We got together young (16) and at that time lived pretty hedonistic lives, a lot of partying drinking etc normal teenager stuff. I never thought about children, never wanted them, never thought i could have them- this relates to ED issues and menstural and health problems etc.
We were having largely unprotected sex on and off for 3 years, (before this id been having unprotected sex with a long term partner for two years- not wise but i really believed i was infertile) then by complete surprise i got pregnant by my current partner. My partner wanted an abortion at first, i couldnt do it, he stuck by me. We have a lovely primary school age dd now. The problems are that dp is still the same person he was, still wants pretty much the same things he wanted back then in terms of lifestyle, friends and career- this is fine, he has never said any different and always been honest. But i dont. Put simply i've put a lot of problems and destructive behaviour behind me since having dd, i've had a few slip ups but i'm ready and want to put myself 100% into family life, hold down a job, get a mortage, have more kids etc. DP definitly does not want this, especially a larger family.

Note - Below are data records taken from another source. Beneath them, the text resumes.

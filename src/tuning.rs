//! Data-driven balance and feel constants
//!
//! Every tuned number lives here so it can be overridden from JSON without
//! touching the simulation code. Defaults are the shipped feel.

use serde::{Deserialize, Serialize};

use crate::ConfigError;
use crate::consts::{LERP_FACTOR, SQUARE_SIZE, SQUARE_SPEED};

/// Parameters for trajectory baking
#[derive(Debug, Clone, Copy, PartialEq, Serialize, Deserialize)]
#[serde(default)]
pub struct BakeParams {
    /// Travel speed of the point (units per second)
    pub speed: f32,
    /// Distance from the hit point to each wall endpoint
    pub wall_half_length: f32,
    /// Smallest turn at a bounce (degrees)
    pub turn_min_deg: f64,
    /// Largest turn at a bounce (degrees)
    pub turn_max_deg: f64,
}

impl Default for BakeParams {
    fn default() -> Self {
        Self {
            speed: SQUARE_SPEED,
            wall_half_length: 90.0,
            turn_min_deg: 75.0,
            turn_max_deg: 135.0,
        }
    }
}

/// Camera follow behaviour
#[derive(Debug, Clone, Copy, PartialEq, Serialize, Deserialize)]
#[serde(default)]
pub struct CameraTuning {
    /// Fraction of the remaining distance closed each frame
    pub lerp_factor: f32,
    /// Seconds of velocity the camera leads by (cinema camera only)
    pub lookahead: f32,
}

impl Default for CameraTuning {
    fn default() -> Self {
        Self {
            lerp_factor: LERP_FACTOR,
            lookahead: 0.12,
        }
    }
}

/// Hit effects, particles and trail
#[derive(Debug, Clone, Copy, PartialEq, Serialize, Deserialize)]
#[serde(default)]
pub struct EffectTuning {
    /// Segment progress past which the bounce effect fires
    pub hit_threshold: f64,
    /// Segment progress past which the active wall flashes white
    pub flash_threshold: f64,
    /// Shake added per bounce (intensity is capped at 1.0)
    pub shake_bump: f32,
    /// Linear shake decay per second
    pub shake_decay: f32,
    /// Pixel amplitude of shake at intensity 1.0
    pub shake_amplitude: f32,
    /// Particles spawned per bounce
    pub particle_count: usize,
    pub particle_speed_min: f32,
    pub particle_speed_max: f32,
    /// Initial particle life (1.0 = full)
    pub particle_life: f32,
    /// Life lost per second
    pub particle_decay: f32,
    /// Per-frame velocity damping
    pub particle_drag: f32,
    pub particle_size_min: f32,
    pub particle_size_max: f32,
    /// Trail capacity at full trail quality
    pub trail_length: usize,
    /// Walls drawn behind the active segment
    pub walls_behind: usize,
    /// Walls drawn ahead of the active segment
    pub walls_ahead: usize,
    /// Side length of the moving square
    pub point_size: f32,
}

impl Default for EffectTuning {
    fn default() -> Self {
        Self {
            hit_threshold: 0.91,
            flash_threshold: 0.92,
            shake_bump: 0.6,
            shake_decay: 3.0,
            shake_amplitude: 10.0,
            particle_count: 10,
            particle_speed_min: 50.0,
            particle_speed_max: 300.0,
            particle_life: 1.0,
            particle_decay: 1.5,
            particle_drag: 0.98,
            particle_size_min: 3.0,
            particle_size_max: 6.0,
            trail_length: 24,
            walls_behind: 5,
            walls_ahead: 15,
            point_size: SQUARE_SIZE,
        }
    }
}

/// Timing windows in seconds (absolute distance from the onset)
#[derive(Debug, Clone, Copy, PartialEq, Serialize, Deserialize)]
#[serde(default)]
pub struct JudgeWindows {
    pub perfect: f64,
    pub good: f64,
    pub bad: f64,
}

impl Default for JudgeWindows {
    fn default() -> Self {
        Self {
            perfect: 0.04,
            good: 0.10,
            bad: 0.18,
        }
    }
}

/// Points and health per judgment
#[derive(Debug, Clone, Copy, PartialEq, Serialize, Deserialize)]
#[serde(default)]
pub struct ScoringTable {
    pub perfect_points: u64,
    pub good_points: u64,
    pub ok_points: u64,
    pub perfect_health: f32,
    pub good_health: f32,
    pub ok_health: f32,
    /// Health lost when an onset passes unplayed
    pub miss_penalty: f32,
    /// Health lost for an input that matches nothing
    pub extra_input_penalty: f32,
    pub max_health: f32,
}

impl Default for ScoringTable {
    fn default() -> Self {
        Self {
            perfect_points: 300,
            good_points: 100,
            ok_points: 50,
            perfect_health: 6.0,
            good_health: 3.0,
            ok_health: 0.5,
            miss_penalty: 10.0,
            extra_input_penalty: 4.0,
            max_health: 100.0,
        }
    }
}

/// Modifier timers (seconds of real time)
#[derive(Debug, Clone, Copy, PartialEq, Serialize, Deserialize)]
#[serde(default)]
pub struct ModifierTuning {
    pub first_shuffle_delay: f64,
    pub shuffle_interval: f64,
    pub focus_duration: f64,
}

impl Default for ModifierTuning {
    fn default() -> Self {
        Self {
            first_shuffle_delay: 8.0,
            shuffle_interval: 8.0,
            focus_duration: 5.0,
        }
    }
}

/// Session flow timers
#[derive(Debug, Clone, Copy, PartialEq, Serialize, Deserialize)]
#[serde(default)]
pub struct SessionTuning {
    pub countdown: f64,
    /// Health lost per second of play
    pub health_drain: f32,
    /// How long a feedback label stays on screen
    pub feedback_duration: f64,
    /// Show the shuffle countdown this long before a shuffle
    pub shuffle_warning: f64,
}

impl Default for SessionTuning {
    fn default() -> Self {
        Self {
            countdown: 3.0,
            health_drain: 5.0,
            feedback_duration: 0.3,
            shuffle_warning: 3.0,
        }
    }
}

/// All tuned constants
#[derive(Debug, Clone, Default, PartialEq, Serialize, Deserialize)]
#[serde(default)]
pub struct Tuning {
    pub bake: BakeParams,
    pub camera: CameraTuning,
    pub effects: EffectTuning,
    pub windows: JudgeWindows,
    pub scoring: ScoringTable,
    pub modifiers: ModifierTuning,
    pub session: SessionTuning,
}

impl Tuning {
    /// Parse tuning overrides; missing fields keep their defaults
    pub fn from_json(json: &str) -> Result<Self, ConfigError> {
        let tuning: Self = serde_json::from_str(json)?;
        tuning.validate()?;
        Ok(tuning)
    }

    /// Reject values the animator and judge cannot run with
    pub fn validate(&self) -> Result<(), ConfigError> {
        let cam = &self.camera;
        check(
            "camera.lerp_factor",
            cam.lerp_factor > 0.0 && cam.lerp_factor < 1.0,
            || format!("must be in (0, 1), got {}", cam.lerp_factor),
        )?;
        check(
            "camera.lookahead",
            cam.lookahead.is_finite() && cam.lookahead >= 0.0,
            || format!("must be finite and >= 0, got {}", cam.lookahead),
        )?;

        let fx = &self.effects;
        check(
            "effects.hit_threshold",
            (0.0..=1.0).contains(&fx.hit_threshold),
            || format!("must be in [0, 1], got {}", fx.hit_threshold),
        )?;
        check(
            "effects.flash_threshold",
            (0.0..=1.0).contains(&fx.flash_threshold),
            || format!("must be in [0, 1], got {}", fx.flash_threshold),
        )?;
        ordered_range(
            "effects.particle_speed_min",
            fx.particle_speed_min,
            fx.particle_speed_max,
        )?;
        ordered_range(
            "effects.particle_size_min",
            fx.particle_size_min,
            fx.particle_size_max,
        )?;
        check(
            "effects.particle_drag",
            (0.0..=1.0).contains(&fx.particle_drag),
            || format!("must be in [0, 1], got {}", fx.particle_drag),
        )?;
        for (field, value) in [
            ("effects.shake_decay", fx.shake_decay),
            ("effects.particle_decay", fx.particle_decay),
            ("effects.particle_life", fx.particle_life),
        ] {
            check(field, value.is_finite() && value >= 0.0, || {
                format!("must be finite and >= 0, got {value}")
            })?;
        }

        let w = &self.windows;
        check(
            "windows",
            w.perfect > 0.0 && w.perfect <= w.good && w.good <= w.bad && w.bad.is_finite(),
            || {
                format!(
                    "need 0 < perfect <= good <= bad, got {} / {} / {}",
                    w.perfect, w.good, w.bad
                )
            },
        )?;

        check(
            "scoring.max_health",
            self.scoring.max_health.is_finite() && self.scoring.max_health > 0.0,
            || format!("must be finite and > 0, got {}", self.scoring.max_health),
        )?;
        Ok(())
    }

    pub fn to_json(&self) -> Result<String, ConfigError> {
        Ok(serde_json::to_string_pretty(self)?)
    }
}

fn check(
    field: &'static str,
    ok: bool,
    reason: impl FnOnce() -> String,
) -> Result<(), ConfigError> {
    if ok {
        Ok(())
    } else {
        Err(ConfigError::Invalid {
            field,
            reason: reason(),
        })
    }
}

/// Both ends finite, non-negative and `min <= max`
fn ordered_range(field: &'static str, min: f32, max: f32) -> Result<(), ConfigError> {
    check(
        field,
        min.is_finite() && max.is_finite() && min >= 0.0 && min <= max,
        || format!("range {min}..={max} is empty or negative"),
    )
}

#[cfg(test)]
mod tests {
    use super::*;

    #[test]
    fn test_partial_override_keeps_defaults() {
        let tuning = Tuning::from_json(r#"{ "windows": { "bad": 0.2 }, "bake": { "speed": 400.0 } }"#)
            .unwrap();
        assert_eq!(tuning.windows.bad, 0.2);
        assert_eq!(tuning.windows.perfect, 0.04);
        assert_eq!(tuning.bake.speed, 400.0);
        assert_eq!(tuning.bake.turn_min_deg, 75.0);
        assert_eq!(tuning.effects.hit_threshold, 0.91);
    }

    #[test]
    fn test_round_trip_json() {
        let tuning = Tuning::default();
        let json = tuning.to_json().unwrap();
        assert_eq!(Tuning::from_json(&json).unwrap(), tuning);
    }

    fn rejected_field(json: &str) -> &'static str {
        match Tuning::from_json(json) {
            Err(ConfigError::Invalid { field, .. }) => field,
            other => panic!("expected a validation error, got {other:?}"),
        }
    }

    #[test]
    fn test_defaults_are_valid() {
        assert!(Tuning::default().validate().is_ok());
    }

    #[test]
    fn test_rejects_empty_particle_ranges() {
        assert_eq!(
            rejected_field(r#"{ "effects": { "particle_speed_min": 400.0 } }"#),
            "effects.particle_speed_min"
        );
        assert_eq!(
            rejected_field(r#"{ "effects": { "particle_size_max": 1.0 } }"#),
            "effects.particle_size_min"
        );
    }

    #[test]
    fn test_rejects_overshooting_lerp() {
        assert_eq!(rejected_field(r#"{ "camera": { "lerp_factor": 1.8 } }"#), "camera.lerp_factor");
        assert_eq!(rejected_field(r#"{ "camera": { "lerp_factor": 0.0 } }"#), "camera.lerp_factor");
    }

    #[test]
    fn test_rejects_threshold_out_of_range() {
        assert_eq!(
            rejected_field(r#"{ "effects": { "hit_threshold": 1.5 } }"#),
            "effects.hit_threshold"
        );
        assert_eq!(
            rejected_field(r#"{ "effects": { "hit_threshold": -0.1 } }"#),
            "effects.hit_threshold"
        );
    }

    #[test]
    fn test_rejects_unordered_windows() {
        assert_eq!(rejected_field(r#"{ "windows": { "good": 0.2 } }"#), "windows");
        assert_eq!(rejected_field(r#"{ "windows": { "perfect": 0.12 } }"#), "windows");
    }

    #[test]
    fn test_rejects_malformed_json() {
        assert!(Tuning::from_json("{ not json").is_err());
    }
}
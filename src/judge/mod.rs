//! Rhythm judgment
//!
//! Scores input against the same onsets the trajectory was baked from.
//! Owns no visual state.

#[allow(clippy::module_inception)]
pub mod judge;
pub mod modifiers;
pub mod scoreboard;

pub use judge::{Feedback, JudgmentState, Outcome, RhythmJudge, Tally, Tier};
pub use modifiers::{ModifierEvents, ModifierState, Modifiers};
pub use scoreboard::Scoreboard;
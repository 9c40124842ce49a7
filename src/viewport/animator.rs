//! Per-frame camera and effect animation for one track
//!
//! The animator reads an immutable timeline and owns its `ViewportState`.
//! Effect randomness has its own generator, separate from baking.

use glam::Vec2;
use rand::{Rng, SeedableRng};
use rand_pcg::Pcg32;

use super::directives::{
    ParticleInstance, PointDirective, ViewportDirectives, WallDirective, WallStyle,
};
use super::state::{Particle, ViewportState};
use crate::consts::{COLOR_SQUARE, COLOR_SQUARE_BORDER};
use crate::sim::Timeline;
use crate::tuning::{CameraTuning, EffectTuning, Tuning};
use crate::{Rgb, Settings, heading, rgb_to_rgba};

/// One exponential smoothing step toward `target`
///
/// Closes `factor` of the remaining distance; with `0 < factor < 1` it never
/// overshoots and the gap shrinks geometrically.
#[inline]
pub fn smooth_camera(camera: Vec2, target: Vec2, factor: f32) -> Vec2 {
    camera + (target - camera) * factor
}

/// Animates one track's viewport
#[derive(Debug, Clone)]
pub struct ViewportAnimator {
    settings: Settings,
    camera: CameraTuning,
    effects: EffectTuning,
    state: ViewportState,
    rng: Pcg32,
}

impl ViewportAnimator {
    /// Create an animator with an unpredictable effect stream
    pub fn new(settings: Settings, tuning: &Tuning) -> Self {
        let rng = Pcg32::from_rng(&mut rand::rng());
        Self::with_rng(settings, tuning, rng)
    }

    /// Create an animator with a reproducible effect stream
    pub fn with_effect_seed(settings: Settings, tuning: &Tuning, seed: u64) -> Self {
        Self::with_rng(settings, tuning, Pcg32::seed_from_u64(seed))
    }

    fn with_rng(settings: Settings, tuning: &Tuning, rng: Pcg32) -> Self {
        let trail = settings.trail_capacity(tuning.effects.trail_length);
        Self {
            settings,
            camera: tuning.camera,
            effects: tuning.effects,
            state: ViewportState::new(trail),
            rng,
        }
    }

    pub fn state(&self) -> &ViewportState {
        &self.state
    }

    pub fn settings(&self) -> &Settings {
        &self.settings
    }

    /// Clear the hit guard and transient effects (session reset)
    pub fn reset(&mut self) {
        self.state.reset_effects();
    }

    /// Advance one frame
    ///
    /// `viewport` is the size of the track's on-screen rect. Returns true
    /// when a bounce effect fired this frame.
    pub fn update(&mut self, timeline: &Timeline, time: f64, dt: f32, viewport: Vec2) -> bool {
        let dt = dt.max(0.0);
        self.decay_effects(dt);

        let active = timeline
            .index()
            .active_segment(time)
            .and_then(|i| timeline.segment(i).map(|seg| (i, *seg)));

        let Some((index, segment)) = active else {
            // Nothing playing: camera holds, no bounce logic
            self.state.active = None;
            self.state.position = None;
            self.state.progress = 0.0;
            self.state.draw_cursor = if time >= timeline.duration() {
                timeline.len()
            } else {
                0
            };
            self.sample_shake();
            return false;
        };

        let progress = segment.progress(time);
        let position = segment.position_at(progress);

        let lead = if self.settings.cinema_camera {
            -segment.velocity() * self.camera.lookahead
        } else {
            Vec2::ZERO
        };
        let target = viewport * 0.5 - position + lead;
        self.state.camera = smooth_camera(self.state.camera, target, self.camera.lerp_factor);

        let fired = progress > self.effects.hit_threshold && self.state.last_hit != Some(index);
        if fired {
            self.fire_hit(index, segment.p1);
        }

        self.state.trail.record(position);
        self.state.active = Some(index);
        self.state.progress = progress;
        self.state.position = Some(position);
        self.state.draw_cursor = index;
        self.sample_shake();
        fired
    }

    fn decay_effects(&mut self, dt: f32) {
        self.state.shake = (self.state.shake - self.effects.shake_decay * dt).max(0.0);

        let (decay, drag) = (self.effects.particle_decay, self.effects.particle_drag);
        self.state.particles.retain_mut(|p| p.step(dt, decay, drag));
    }

    fn fire_hit(&mut self, index: usize, at: Vec2) {
        self.state.last_hit = Some(index);
        self.state.shake = (self.state.shake + self.effects.shake_bump).min(1.0);

        let cap = self.settings.max_particles();
        if cap == 0 {
            return;
        }
        let fx = self.effects;
        for _ in 0..fx.particle_count {
            let angle = self.rng.random_range(0.0..std::f64::consts::TAU);
            let speed = self.rng.random_range(fx.particle_speed_min..=fx.particle_speed_max);
            let size = self.rng.random_range(fx.particle_size_min..=fx.particle_size_max);
            self.state.particles.push(Particle {
                pos: at,
                vel: heading(angle) * speed,
                color: COLOR_SQUARE,
                life: fx.particle_life,
                size,
            });
        }
        if self.state.particles.len() > cap {
            let excess = self.state.particles.len() - cap;
            self.state.particles.drain(..excess);
        }
    }

    fn sample_shake(&mut self) {
        self.state.shake_offset = if self.settings.effective_screen_shake() && self.state.shake > 0.0 {
            let jitter = Vec2::new(
                self.rng.random_range(-1.0..=1.0),
                self.rng.random_range(-1.0..=1.0),
            );
            jitter * self.state.shake * self.effects.shake_amplitude
        } else {
            Vec2::ZERO
        };
    }

    /// Draw directives for the current state
    ///
    /// Pure: calling it twice without an `update` in between gives the same
    /// result.
    pub fn directives(&self, timeline: &Timeline, color: Rgb) -> ViewportDirectives {
        let state = &self.state;
        let offset = state.camera + state.shake_offset;

        let center = state.active.unwrap_or(state.draw_cursor);
        let start = center.saturating_sub(self.effects.walls_behind);
        let end = (center + self.effects.walls_ahead).min(timeline.len());
        let flash_on = state.progress > self.effects.flash_threshold && self.settings.effective_flash();

        let walls = timeline.segments()[start.min(end)..end]
            .iter()
            .enumerate()
            .map(|(k, seg)| {
                let i = start + k;
                let style = if state.active == Some(i) {
                    WallStyle::Active
                } else if i < center || state.active.is_none() {
                    WallStyle::Past
                } else {
                    WallStyle::Future
                };
                let flash = style == WallStyle::Active && flash_on;
                WallDirective::styled(seg.w1 + offset, seg.w2 + offset, style, flash, color)
            })
            .collect();

        let point = state.position.map(|pos| PointDirective {
            center: pos + offset,
            size: self.effects.point_size,
            color: COLOR_SQUARE,
            border: COLOR_SQUARE_BORDER,
            glow: self.settings.glow,
        });

        let particles = state
            .particles
            .iter()
            .map(|p| {
                let life = p.life.clamp(0.0, 1.0);
                let pos = p.pos + offset;
                ParticleInstance {
                    position: [pos.x, pos.y],
                    size: p.size * life,
                    color: rgb_to_rgba(p.color, life),
                }
            })
            .collect();

        let trail = state.trail.iter().map(|&p| p + offset).collect();

        let background_pulse = if self.settings.dynamic_background {
            state.shake
        } else {
            0.0
        };

        ViewportDirectives {
            camera: state.camera,
            shake: state.shake_offset,
            walls,
            point,
            particles,
            trail,
            background_pulse,
        }
    }

    /// `update` followed by `directives`
    pub fn frame(
        &mut self,
        timeline: &Timeline,
        color: Rgb,
        time: f64,
        dt: f32,
        viewport: Vec2,
    ) -> ViewportDirectives {
        self.update(timeline, time, dt, viewport);
        self.directives(timeline, color)
    }
}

What do we do? :( we still get on, should i give up on the idea of a bigger more settled family and support dp in his efforts to move into the creative industry in which he wants to go? But then i have to stand back and watch him move in these circles that i really don't want to get involved in. Battling the desire to get involved in heavy drinking/drugs/Ed/destructive behaviour. Or do we split? That just doesn't feel right when we still get on fine, i don't want to tear apart dds family. There's no right or wrong in this situation i'm completely stumped. We've chatted it over loads but i just end up getting teary and depressed because i cant see a future for us together without resentment from one side or the other. Me because id like more children and stability, and him because he would like more oppurtunites for creativity, travel and an artistic career. I know no one can solve this for us but please any advice, any experiences related would be helpful. Thanks for reading this far!